- _AIM OF THE TASK_
All entries are to be repeated exactly as shown below.

···

//! RFC 3394 AES key wrap / unwrap.
//!
//! `wrap` produces `|plaintext| + 8` bytes; `unwrap` verifies the default
//! integrity-check value `A6A6A6A6A6A6A6A6` and rejects a mismatch with
//! "integrity check failed".

use crate::error::{Error, Result};
use aes::cipher::{generic_array::GenericArray, BlockDecrypt, BlockEncrypt, KeyInit};
use aes::{Aes128, Aes192, Aes256};

const DEFAULT_IV: u64 = 0xA6A6_A6A6_A6A6_A6A6;

enum Kek {
    Aes128(Aes128),
    Aes192(Aes192),
    Aes256(Aes256),
}

impl Kek {
    fn new(key: &[u8]) -> Result<Self> {
        match key.len() {
            16 => Ok(Self::Aes128(Aes128::new(GenericArray::from_slice(key)))),
            24 => Ok(Self::Aes192(Aes192::new(GenericArray::from_slice(key)))),
            32 => Ok(Self::Aes256(Aes256::new(GenericArray::from_slice(key)))),
            n => Err(Error::runtime(format!(
                "invalid AES key length: {n} bytes (must be 16, 24, or 32)"
            ))),
        }
    }

    fn encrypt_block(&self, block: &mut [u8; 16]) {
        let ga = GenericArray::from_mut_slice(block);
        match self {
            Self::Aes128(c) => c.encrypt_block(ga),
            Self::Aes192(c) => c.encrypt_block(ga),
            Self::Aes256(c) => c.encrypt_block(ga),
        }
    }

    fn decrypt_block(&self, block: &mut [u8; 16]) {
        let ga = GenericArray::from_mut_slice(block);
        match self {
            Self::Aes128(c) => c.decrypt_block(ga),
            Self::Aes192(c) => c.decrypt_block(ga),
            Self::Aes256(c) => c.decrypt_block(ga),
        }
    }
}

/// Wraps `plaintext` under `kek` following RFC 3394 §2.2.1.
///
/// # Errors
/// Returns an error if `kek` is not a valid AES key size, or if `plaintext`
/// is not a positive multiple of 8 bytes of at least 16 bytes.
pub fn wrap_key(kek: &[u8], plaintext: &[u8]) -> Result<Vec<u8>> {
    if plaintext.len() < 16 || plaintext.len() % 8 != 0 {
        return Err(Error::validation(
            "plaintext must be a multiple of 8 bytes, at least 16",
        ));
    }
    let cipher = Kek::new(kek)?;
    let n = plaintext.len() / 8;
    let mut r: Vec<[u8; 8]> = plaintext
        .chunks_exact(8)
        .map(|c| c.try_into().unwrap())
        .collect();
    let mut a = DEFAULT_IV.to_be_bytes();

    for j in 0..6u64 {
        for (i, block) in r.iter_mut().enumerate() {
            let mut buf = [0u8; 16];
            buf[..8].copy_from_slice(&a);
            buf[8..].copy_from_slice(block);
            cipher.encrypt_block(&mut buf);
            let t = j * (n as u64) + (i as u64 + 1);
            let msb = u64::from_be_bytes(buf[..8].try_into().unwrap()) ^ t;
            a = msb.to_be_bytes();
            block.copy_from_slice(&buf[8..]);
        }
    }

    let mut out = Vec::with_capacity(8 + plaintext.len());
    out.extend_from_slice(&a);
    for block in r {
        out.extend_from_slice(&block);
    }
    Ok(out)
}

/// Unwraps `ciphertext` under `kek`, verifying the default integrity-check
/// value. Follows RFC 3394 §2.2.2.
///
/// # Errors
/// Returns an error if `kek` is not a valid AES key size, if `ciphertext` is
/// shorter than 24 bytes or not a multiple of 8, or if the integrity check
/// fails (wrong key, or corrupted data) — in which case the message is
/// exactly `"integrity check failed"`.
pub fn unwrap_key(kek: &[u8], ciphertext: &[u8]) -> Result<Vec<u8>> {
    if ciphertext.len() < 24 || ciphertext.len() % 8 != 0 {
        return Err(Error::validation(
            "ciphertext must be a multiple of 8 bytes, at least 24",
        ));
    }
    let cipher = Kek::new(kek)?;
    let n = ciphertext.len() / 8 - 1;
    let mut a: [u8; 8] = ciphertext[..8].try_into().unwrap();
    let mut r: Vec<[u8; 8]> = ciphertext[8..]
        .chunks_exact(8)
        .map(|c| c.try_into().unwrap())
        .collect();

    for j in (0..6u64).rev() {
        for i in (0..n).rev() {
            let t = j * (n as u64) + (i as u64 + 1);
            let a_val = u64::from_be_bytes(a) ^ t;
            let mut buf = [0u8; 16];
            buf[..8].copy_from_slice(&a_val.to_be_bytes());
            buf[8..].copy_from_slice(&r[i]);
            cipher.decrypt_block(&mut buf);
            a = buf[..8].try_into().unwrap();
            r[i].copy_from_slice(&buf[8..]);
        }
    }

    if u64::from_be_bytes(a) != DEFAULT_IV {
        return Err(Error::runtime("integrity check failed"));
    }

    let mut out = Vec::with_capacity(n * 8);
    for block in r {
        out.extend_from_slice(&block);
    }
    Ok(out)
}

#[cfg(test)]
mod tests {
    use super::*;

    fn hex(s: &str) -> Vec<u8> {
        (0..s.len())
            .step_by(2)
            .map(|i| u8::from_str_radix(&s[i..i + 2], 16).unwrap())
            .collect()
    }

    #[test]
    fn rfc3394_test_vector_a1() {
        let kek = hex("000102030405060708090A0B0C0D0E0F");
        let plaintext = hex("00112233445566778899AABBCCDDEEFF");
        let expected = hex("1FA68B0A8112B447AEF34BD8FB5A7B829D3E862371D2CFE5");

        let wrapped = wrap_key(&kek, &plaintext).unwrap();
        assert_eq!(wrapped, expected);

        let unwrapped = unwrap_key(&kek, &wrapped).unwrap();
        assert_eq!(unwrapped, plaintext);
    }

    #[test]
    fn wrap_output_is_plaintext_len_plus_8() {
        let kek = [0u8; 16];
        let plaintext = [0u8; 24];
        let wrapped = wrap_key(&kek, &plaintext).unwrap();
        assert_eq!(wrapped.len(), plaintext.len() + 8);
    }

    #[test]
    fn cross_kek_unwrap_fails_integrity_check() {
        let kek1 = [1u8; 16];
        let kek2 = [2u8; 16];
        let plaintext = [0xAB; 16];
        let wrapped = wrap_key(&kek1, &plaintext).unwrap();
        let err = unwrap_key(&kek2, &wrapped).unwrap_err();
        assert_eq!(err.script_message(), "integrity check failed");
    }

    #[test]
    fn rejects_short_plaintext() {
        assert!(wrap_key(&[0u8; 16], &[0u8; 8]).is_err());
    }

    #[test]
    fn rejects_bad_kek_size() {
        assert!(wrap_key(&[0u8; 20], &[0u8; 16]).is_err());
    }

    proptest::proptest! {
        #[test]
        fn wrap_unwrap_round_trips(
            kek in proptest::collection::vec(proptest::prelude::any::<u8>(), 16),
            plaintext in proptest::collection::vec(proptest::prelude::any::<u8>(), 2..10usize).prop_map(|v| {
                let mut v = v;
                while v.len() % 8 != 0 || v.len() < 16 { v.push(0); }
                v
            }),
        ) {
            let wrapped = wrap_key(&kek, &plaintext).unwrap();
            proptest::prop_assert_eq!(wrapped.len(), plaintext.len() + 8);
            let unwrapped = unwrap_key(&kek, &wrapped).unwrap();
            proptest::prop_assert_eq!(unwrapped, plaintext);
        }
    }
}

···

- _EXERCISE RESPONSE_
//! RFC 3394 AES key wrap / unwrap.
//!
//! `wrap` produces `|plaintext| + 8` bytes; `unwrap` verifies the default
//! integrity-check value `A6A6A6A6A6A6A6A6` and rejects a mismatch with
//! "integrity check failed".

use crate::error::{Error, Result};
use aes::cipher::{generic_array::GenericArray, BlockDecrypt, BlockEncrypt, KeyInit};
use aes::{Aes128, Aes192, Aes256};

const DEFAULT_IV: u64 = 0xA6A6_A6A6_A6A6_A6A6;

enum Kek {
    Aes128(Aes128),
    Aes192(Aes192),
    Aes256(Aes256),
}

impl Kek {
    fn new(key: &[u8]) -> Result<Self> {
        match key.len() {
            16 => Ok(Self::Aes128(Aes128::new(GenericArray::from_slice(key)))),
            24 => Ok(Self::Aes192(Aes192::new(GenericArray::from_slice(key)))),
            32 => Ok(Self::Aes256(Aes256::new(GenericArray::from_slice(key)))),
            n => Err(Error::runtime(format!(
                "invalid AES key length: {n} bytes (must be 16, 24, or 32)"
            ))),
        }
    }

    fn encrypt_block(&self, block: &mut [u8; 16]) {
        let ga = GenericArray::from_mut_slice(block);
        match self {
            Self::Aes128(c) => c.encrypt_block(ga),
            Self::Aes192(c) => c.encrypt_block(ga),
            Self::Aes256(c) => c.encrypt_block(ga),
        }
    }

    fn decrypt_block(&self, block: &mut [u8; 16]) {
        let ga = GenericArray::from_mut_slice(block);
        match self {
            Self::Aes128(c) => c.decrypt_block(ga),
            Self::Aes192(c) => c.decrypt_block(ga),
            Self::Aes256(c) => c.decrypt_block(ga),
        }
    }
}

/// Wraps `plaintext` under `kek` following RFC 3394 §2.2.1.
///
/// # Errors
/// Returns an error if `kek` is not a valid AES key size, or if `plaintext`
/// is not a positive multiple of 8 bytes of at least 16 bytes.
pub fn wrap_key(kek: &[u8], plaintext: &[u8]) -> Result<Vec<u8>> {
    if plaintext.len() < 16 || plaintext.len() % 8 != 0 {
        return Err(Error::validation(
            "plaintext must be a multiple of 8 bytes, at least 16",
        ));
    }
    let cipher = Kek::new(kek)?;
    let n = plaintext.len() / 8;
    let mut r: Vec<[u8; 8]> = plaintext
        .chunks_exact(8)
        .map(|c| c.try_into().unwrap())
        .collect();
    let mut a = DEFAULT_IV.to_be_bytes();

    for j in 0..6u64 {
        for (i, block) in r.iter_mut().enumerate() {
            let mut buf = [0u8; 16];
            buf[..8].copy_from_slice(&a);
            buf[8..].copy_from_slice(block);
            cipher.encrypt_block(&mut buf);
            let t = j * (n as u64) + (i as u64 + 1);
            let msb = u64::from_be_bytes(buf[..8].try_into().unwrap()) ^ t;
            a = msb.to_be_bytes();
            block.copy_from_slice(&buf[8..]);
        }
    }

    let mut out = Vec::with_capacity(8 + plaintext.len());
    out.extend_from_slice(&a);
    for block in r {
        out.extend_from_slice(&block);
    }
    Ok(out)
}

/// Unwraps `ciphertext` under `kek`, verifying the default integrity-check
/// value. Follows RFC 3394 §2.2.2.
///
/// # Errors
/// Returns an error if `kek` is not a valid AES key size, if `ciphertext` is
/// shorter than 24 bytes or not a multiple of 8, or if the integrity check
/// fails (wrong key, or corrupted data) — in which case the message is
/// exactly `"integrity check failed"`.
pub fn unwrap_key(kek: &[u8], ciphertext: &[u8]) -> Result<Vec<u8>> {
    if ciphertext.len() < 24 || ciphertext.len() % 8 != 0 {
        return Err(Error::validation(
            "ciphertext must be a multiple of 8 bytes, at least 24",
        ));
    }
    let cipher = Kek::new(kek)?;
    let n = ciphertext.len() / 8 - 1;
    let mut a: [u8; 8] = ciphertext[..8].try_into().unwrap();
    let mut r: Vec<[u8; 8]> = ciphertext[8..]
        .chunks_exact(8)
        .map(|c| c.try_into().unwrap())
        .collect();

    for j in (0..6u64).rev() {
        for i in (0..n).rev() {
            let t = j * (n as u64) + (i as u64 + 1);
            let a_val = u64::from_be_bytes(a) ^ t;
            let mut buf = [0u8; 16];
            buf[..8].copy_from_slice(&a_val.to_be_bytes());
            buf[8..].copy_from_slice(&r[i]);
            cipher.decrypt_block(&mut buf);
            a = buf[..8].try_into().unwrap();
            r[i].copy_from_slice(&buf[8..]);
        }
    }

    if u64::from_be_bytes(a) != DEFAULT_IV {
        return Err(Error::runtime("integrity check failed"));
    }

    let mut out = Vec::with_capacity(n * 8);
    for block in r {
        out.extend_from_slice(&block);
    }
    Ok(out)
}

#[cfg(test)]
mod tests {
    use super::*;

    fn hex(s: &str) -> Vec<u8> {
        (0..s.len())
            .step_by(2)
            .map(|i| u8::from_str_radix(&s[i..i + 2], 16).unwrap())
            .collect()
    }

    #[test]
    fn rfc3394_test_vector_a1() {
        let kek = hex("000102030405060708090A0B0C0D0E0F");
        let plaintext = hex("00112233445566778899AABBCCDDEEFF");
        let expected = hex("1FA68B0A8112B447AEF34BD8FB5A7B829D3E862371D2CFE5");

        let wrapped = wrap_key(&kek, &plaintext).unwrap();
        assert_eq!(wrapped, expected);

        let unwrapped = unwrap_key(&kek, &wrapped).unwrap();
        assert_eq!(unwrapped, plaintext);
    }

    #[test]
    fn wrap_output_is_plaintext_len_plus_8() {
        let kek = [0u8; 16];
        let plaintext = [0u8; 24];
        let wrapped = wrap_key(&kek, &plaintext).unwrap();
        assert_eq!(wrapped.len(), plaintext.len() + 8);
    }

    #[test]
    fn cross_kek_unwrap_fails_integrity_check() {
        let kek1 = [1u8; 16];
        let kek2 = [2u8; 16];
        let plaintext = [0xAB; 16];
        let wrapped = wrap_key(&kek1, &plaintext).unwrap();
        let err = unwrap_key(&kek2, &wrapped).unwrap_err();
        assert_eq!(err.script_message(), "integrity check failed");
    }

    #[test]
    fn rejects_short_plaintext() {
        assert!(wrap_key(&[0u8; 16], &[0u8; 8]).is_err());
    }

    #[test]
    fn rejects_bad_kek_size() {
        assert!(wrap_key(&[0u8; 20], &[0u8; 16]).is_err());
    }

    proptest::proptest! {
        #[test]
        fn wrap_unwrap_round_trips(
            kek in proptest::collection::vec(proptest::prelude::any::<u8>(), 16),
            plaintext in proptest::collection::vec(proptest::prelude::any::<u8>(), 2..10usize).prop_map(|v| {
                let mut v = v;
                while v.len() % 8 != 0 || v.len() < 16 { v.push(0); }
                v
            }),
        ) {
            let wrapped = wrap_key(&kek, &plaintext).unwrap();
            proptest::prop_assert_eq!(wrapped.len(), plaintext.len() + 8);
            let unwrapped = unwrap_key(&kek, &wrapped).unwrap();
            proptest::prop_assert_eq!(unwrapped, plaintext);
        }
    }
}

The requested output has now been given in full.